**Stored items:**

=======

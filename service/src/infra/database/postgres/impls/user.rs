//! [`User`]-related [`Database`] implementations.

use common::operations::{By, Select, Update};
use tracerr::Traced;

use crate::{
    domain::{user, User},
    infra::{
        database::{self, postgres::Connection, Postgres},
        Database,
    },
};

impl<C> Database<Select<By<Option<User>, user::Id>>> for Postgres<C>
where
    C: Connection,
{
    type Ok = Option<User>;
    type Err = Traced<database::Error>;

    async fn execute(
        &self,
        Select(by): Select<By<Option<User>, user::Id>>,
    ) -> Result<Self::Ok, Self::Err> {
        // Avoid subtle change for SQL.
        let id: user::Id = by.into_inner();

        const SQL: &str = "\
            SELECT id, balance, role, created_at \
            FROM users \
            WHERE id = $1::UUID";
        Ok(self
            .query_opt(SQL, &[&id])
            .await
            .map_err(tracerr::wrap!())?
            .map(|row| User {
                id: row.get("id"),
                balance: row.get("balance"),
                role: row.get("role"),
                created_at: row.get("created_at"),
            }))
    }
}

impl<C> Database<Update<user::Credit>> for Postgres<C>
where
    C: Connection,
{
    type Ok = bool;
    type Err = Traced<database::Error>;

    async fn execute(
        &self,
        Update(credit): Update<user::Credit>,
    ) -> Result<Self::Ok, Self::Err> {
        let user::Credit { user_id, amount } = credit;

        const SQL: &str = "\
            UPDATE users \
            SET balance = balance + $2::NUMERIC \
            WHERE id = $1::UUID";
        self.exec(SQL, &[&user_id, &amount])
            .await
            .map_err(tracerr::wrap!())
            .map(|updated| updated > 0)
    }
}
//! Date and time utilities.

#[cfg(feature = "postgres")]
use std::error::Error as StdError;
use std::{cmp::Ordering, marker::PhantomData, ops, time::Duration};

use derive_more::{Debug, Display, Error};
#[cfg(feature = "postgres")]
use postgres_types::{
    accepts, private::BytesMut, to_sql_checked, FromSql, IsNull, ToSql, Type,
};
use time::{format_description::well_known::Rfc3339, UtcOffset};

/// Untyped date and time.
pub type DateTime = DateTimeOf;

/// UTC date and time with a microsecond precision.
///
/// The `Of` type parameter only tags what this [`DateTime`] describes, so
/// the dates of different meaning cannot be mixed up accidentally.
#[derive(Debug)]
pub struct DateTimeOf<Of: ?Sized = ()> {
    /// Inner representation of the date and time.
    inner: time::OffsetDateTime,

    /// Type parameter describing the kind of date and time.
    #[debug(skip)]
    _of: PhantomData<Of>,
}

impl<Of: ?Sized> DateTimeOf<Of> {
    /// Creates a new [`DateTime`] representing the current date and time.
    #[expect(clippy::missing_panics_doc, reason = "infallible")]
    #[must_use]
    pub fn now() -> Self {
        let inner = time::OffsetDateTime::now_utc();
        Self {
            _of: PhantomData,
            inner: inner
                .replace_microsecond(inner.microsecond())
                .expect("infallible"),
        }
    }

    /// Creates a new [`DateTime`] from the provided Unix timestamp.
    ///
    /// [`None`] is returned if the timestamp is out of range.
    #[must_use]
    pub fn from_unix_timestamp(timestamp: i64) -> Option<Self> {
        Some(Self {
            inner: time::OffsetDateTime::from_unix_timestamp(timestamp).ok()?,
            _of: PhantomData,
        })
    }

    /// Returns the Unix timestamp of this [`DateTime`].
    #[must_use]
    pub fn unix_timestamp(&self) -> i64 {
        self.inner.unix_timestamp()
    }

    /// Creates a new [`DateTime`] from the provided [RFC 3339] string.
    ///
    /// # Errors
    ///
    /// Returns an error if the string is not a valid [RFC 3339] date and time.
    ///
    /// [RFC 3339]: https://tools.ietf.org/html/rfc3339
    pub fn from_rfc3339(input: &str) -> Result<Self, ParseError> {
        use ParseError as E;

        time::OffsetDateTime::parse(input, &Rfc3339)
            .map_err(E::Parse)?
            .try_into()
            .map_err(E::ComponentRange)
    }

    /// Returns the [`DateTime`] as an [RFC 3339] string.
    ///
    /// [RFC 3339]: https://tools.ietf.org/html/rfc3339
    #[expect(clippy::missing_panics_doc, reason = "infallible")]
    #[must_use]
    pub fn to_rfc3339(&self) -> String {
        self.inner.format(&Rfc3339).unwrap_or_else(|e| {
            panic!("cannot format `DateTime` as RFC 3339: {e}")
        })
    }

    /// Coerces one kind of [`DateTime`] into another.
    #[must_use]
    pub fn coerce<NewOf: ?Sized>(self) -> DateTimeOf<NewOf> {
        DateTimeOf {
            inner: self.inner,
            _of: PhantomData,
        }
    }

    /// Returns this [`DateTime`] shifted forward by the provided [`Duration`].
    ///
    /// [`None`] is returned on overflow.
    #[must_use]
    pub fn checked_add(self, rhs: Duration) -> Option<Self> {
        let rhs = time::Duration::try_from(rhs).ok()?;
        Some(Self {
            inner: self.inner.checked_add(rhs)?,
            _of: PhantomData,
        })
    }
}

/// Error of parsing [`DateTime`] from a string.
#[derive(Clone, Copy, Debug, Display, Error)]
pub enum ParseError {
    /// Failed to parse the string into an [`DateTime`].
    Parse(time::error::Parse),

    /// Parsed [`DateTime`] has an out of range component.
    ComponentRange(time::error::ComponentRange),
}

impl<Of: ?Sized> Copy for DateTimeOf<Of> {}
impl<Of: ?Sized> Clone for DateTimeOf<Of> {
    fn clone(&self) -> Self {
        *self
    }
}

impl<Of: ?Sized> Eq for DateTimeOf<Of> {}
impl<Of: ?Sized> PartialEq for DateTimeOf<Of> {
    fn eq(&self, other: &Self) -> bool {
        self.inner == other.inner
    }
}

impl<Of: ?Sized> Ord for DateTimeOf<Of> {
    fn cmp(&self, other: &Self) -> Ordering {
        self.inner.cmp(&other.inner)
    }
}
impl<Of: ?Sized> PartialOrd for DateTimeOf<Of> {
    fn partial_cmp(&self, other: &Self) -> Option<Ordering> {
        Some(self.cmp(other))
    }
}

impl<Of: ?Sized> TryFrom<time::OffsetDateTime> for DateTimeOf<Of> {
    type Error = time::error::ComponentRange;

    fn try_from(dt: time::OffsetDateTime) -> Result<Self, Self::Error> {
        dt.to_offset(UtcOffset::UTC)
            .replace_microsecond(dt.microsecond())
            .map(|inner| Self {
                inner,
                _of: PhantomData,
            })
    }
}

impl<Of: ?Sized> From<DateTimeOf<Of>> for time::OffsetDateTime {
    fn from(dt: DateTimeOf<Of>) -> Self {
        dt.inner
    }
}

impl<Of: ?Sized> ops::Add<Duration> for DateTimeOf<Of> {
    type Output = Self;

    fn add(self, rhs: Duration) -> Self::Output {
        Self {
            inner: self.inner + rhs,
            _of: PhantomData,
        }
    }
}

impl<Of: ?Sized> ops::Sub<Duration> for DateTimeOf<Of> {
    type Output = Self;

    fn sub(self, rhs: Duration) -> Self::Output {
        Self {
            inner: self.inner - rhs,
            _of: PhantomData,
        }
    }
}

#[cfg(feature = "postgres")]
impl<Of: ?Sized> FromSql<'_> for DateTimeOf<Of> {
    accepts!(TIMESTAMPTZ);

    fn from_sql(
        ty: &Type,
        raw: &[u8],
    ) -> Result<Self, Box<dyn StdError + Sync + Send>> {
        time::OffsetDateTime::from_sql(ty, raw)?
            .try_into()
            .map_err(Box::from)
    }
}

#[cfg(feature = "postgres")]
impl<Of: ?Sized> ToSql for DateTimeOf<Of> {
    accepts!(TIMESTAMPTZ);
    to_sql_checked!();

    fn to_sql(
        &self,
        ty: &Type,
        w: &mut BytesMut,
    ) -> Result<IsNull, Box<dyn StdError + Sync + Send>> {
        self.inner.to_sql(ty, w)
    }
}

#[cfg(feature = "serde")]
pub mod serde {
    //! Module providing integration with [`serde`] crate.

    pub mod unix_timestamp {
        //! Module providing serialization and deserialization of
        //! [`DateTimeOf`] as a Unix timestamp.

        use serde::{de::Error, Deserialize, Deserializer, Serializer};

        use crate::DateTimeOf;

        /// Serializes the [`DateTimeOf`] as a Unix timestamp.
        ///
        /// # Errors
        ///
        /// Never errors on its own, only propagates [`Serializer`] errors.
        pub fn serialize<Of, S>(
            dt: &DateTimeOf<Of>,
            serializer: S,
        ) -> Result<S::Ok, S::Error>
        where
            S: Serializer,
            Of: ?Sized,
        {
            serializer.serialize_i64(dt.unix_timestamp())
        }

        /// Deserializes the Unix timestamp into a [`DateTimeOf`].
        ///
        /// # Errors
        ///
        /// Returns an error if the timestamp is out of range.
        pub fn deserialize<'de, D, Of>(
            deserializer: D,
        ) -> Result<DateTimeOf<Of>, D::Error>
        where
            D: Deserializer<'de>,
            Of: ?Sized,
        {
            DateTimeOf::from_unix_timestamp(i64::deserialize(deserializer)?)
                .ok_or_else(|| Error::custom("invalid timestamp"))
        }
    }
}

#[cfg(feature = "juniper")]
mod juniper {
    //! Module providing integration with [`juniper`] crate.

    use juniper::{graphql_scalar, InputValue, ScalarValue, Value};

    /// Date and time in a [RFC 3339] format with a microsecond precision.
    ///
    /// [RFC 3339]: https://tools.ietf.org/html/rfc3339
    #[graphql_scalar(with = Self, parse_token(String))]
    type DateTime = crate::DateTime;

    impl DateTime {
        fn to_output<S: ScalarValue>(dt: &DateTime) -> Value<S> {
            Value::scalar(dt.to_rfc3339())
        }

        fn from_input<S: ScalarValue>(
            input: &InputValue<S>,
        ) -> Result<Self, String> {
            input
                .as_string_value()
                .ok_or_else(|| {
                    format!(
                        "Cannot parse `DateTime` input scalar from \
                         non-string value: {input}",
                    )
                })
                .and_then(|s| {
                    Self::from_rfc3339(s).map_err(|e| {
                        format!("Cannot parse `DateTime` input scalar: {e}")
                    })
                })
        }
    }
}

#[cfg(test)]
mod spec {
    use std::time::Duration;

    use super::DateTime;

    /// One day.
    const DAY: Duration = Duration::from_secs(24 * 60 * 60);

    #[test]
    fn truncates_to_microseconds() {
        let dt = DateTime::from_rfc3339("2024-03-01T10:20:30.123456789Z")
            .unwrap();

        assert_eq!(dt.to_rfc3339(), "2024-03-01T10:20:30.123456Z");
    }

    #[test]
    fn normalizes_offset_to_utc() {
        let dt = DateTime::from_rfc3339("2024-03-01T12:00:00+02:00").unwrap();

        assert_eq!(dt.to_rfc3339(), "2024-03-01T10:00:00Z");
        assert_eq!(
            dt,
            DateTime::from_rfc3339("2024-03-01T10:00:00Z").unwrap(),
        );
    }

    #[test]
    fn shifts_by_days() {
        let start = DateTime::from_rfc3339("2024-01-31T00:00:00Z").unwrap();

        assert_eq!(
            (start + DAY * 30).to_rfc3339(),
            "2024-03-01T00:00:00Z",
        );
        assert_eq!((start - DAY).to_rfc3339(), "2024-01-30T00:00:00Z");
        assert_eq!(start.checked_add(DAY * 30), Some(start + DAY * 30));
        assert!(start + DAY > start);
    }

    #[test]
    fn checked_add_detects_overflow() {
        let start = DateTime::from_rfc3339("9999-12-31T00:00:00Z").unwrap();

        assert_eq!(start.checked_add(DAY * 2), None);
    }

    #[test]
    fn unix_timestamp_round_trips() {
        let dt = DateTime::from_unix_timestamp(1_700_000_000).unwrap();

        assert_eq!(dt.unix_timestamp(), 1_700_000_000);
        assert_eq!(dt.to_rfc3339(), "2023-11-14T22:13:20Z");
    }
}
//! [`Database`] implementations.

#![allow(
    clippy::items_after_statements,
    reason = "`const SQL` after statements"
)]

mod investment;
mod user;

use async_trait::async_trait;
use common::operations::{Commit, Transact};
use refinery_core::{
    traits::r#async::{AsyncQuery, AsyncTransaction},
    AsyncMigrate, Migration,
};
use tracerr::Traced;

use crate::infra::{database, postgres, Database};

use super::{NonTx, Postgres, Tx};

impl Database<Transact> for Postgres<NonTx> {
    type Ok = Postgres<Tx>;
    type Err = Traced<database::Error>;

    async fn execute(&self, _: Transact) -> Result<Self::Ok, Self::Err> {
        Ok(Postgres(Tx::from_non_tx(self.0.clone())))
    }
}

impl Database<Transact> for Postgres<Tx> {
    type Ok = Self;
    type Err = Traced<database::Error>;

    async fn execute(&self, _: Transact) -> Result<Self::Ok, Self::Err> {
        Ok(self.clone())
    }
}

impl Database<Commit> for Postgres<Tx> {
    type Ok = ();
    type Err = Traced<database::Error>;

    async fn execute(&self, _: Commit) -> Result<Self::Ok, Self::Err> {
        self.commit().await.map_err(tracerr::wrap!())
    }
}

#[async_trait]
impl AsyncTransaction for Postgres {
    type Error = Traced<database::Error>;

    async fn execute(
        &mut self,
        queries: &[&str],
    ) -> Result<usize, Self::Error> {
        let mut conn = self.0.acquire().await.map_err(tracerr::wrap!())?;
        AsyncTransaction::execute(&mut **conn, queries)
            .await
            .map_err(tracerr::from_and_wrap!(=> postgres::Error))
            .map_err(tracerr::map_from)
    }
}

#[async_trait]
impl AsyncQuery<Vec<Migration>> for Postgres {
    async fn query(
        &mut self,
        query: &str,
    ) -> Result<Vec<Migration>, <Self as AsyncTransaction>::Error> {
        let mut conn = self.0.acquire().await.map_err(tracerr::wrap!())?;
        AsyncQuery::query(&mut **conn, query)
            .await
            .map_err(tracerr::from_and_wrap!(=> postgres::Error))
            .map_err(tracerr::map_from)
    }
}

impl AsyncMigrate for Postgres {}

=======

**Work instructions:**
From the records above, transcribe exactly the run of lines that opens with the line holding "type Error = Traced<database::Error>;" and closes with the line holding "-> Result<Vec<Migration>, <Self", both included.

**Response:**
    type Error = Traced<database::Error>;

    async fn execute(
        &mut self,
        queries: &[&str],
    ) -> Result<usize, Self::Error> {
        let mut conn = self.0.acquire().await.map_err(tracerr::wrap!())?;
        AsyncTransaction::execute(&mut **conn, queries)
            .await
            .map_err(tracerr::from_and_wrap!(=> postgres::Error))
            .map_err(tracerr::map_from)
    }
}

#[async_trait]
impl AsyncQuery<Vec<Migration>> for Postgres {
    async fn query(
        &mut self,
        query: &str,
    ) -> Result<Vec<Migration>, <Self as AsyncTransaction>::Error> {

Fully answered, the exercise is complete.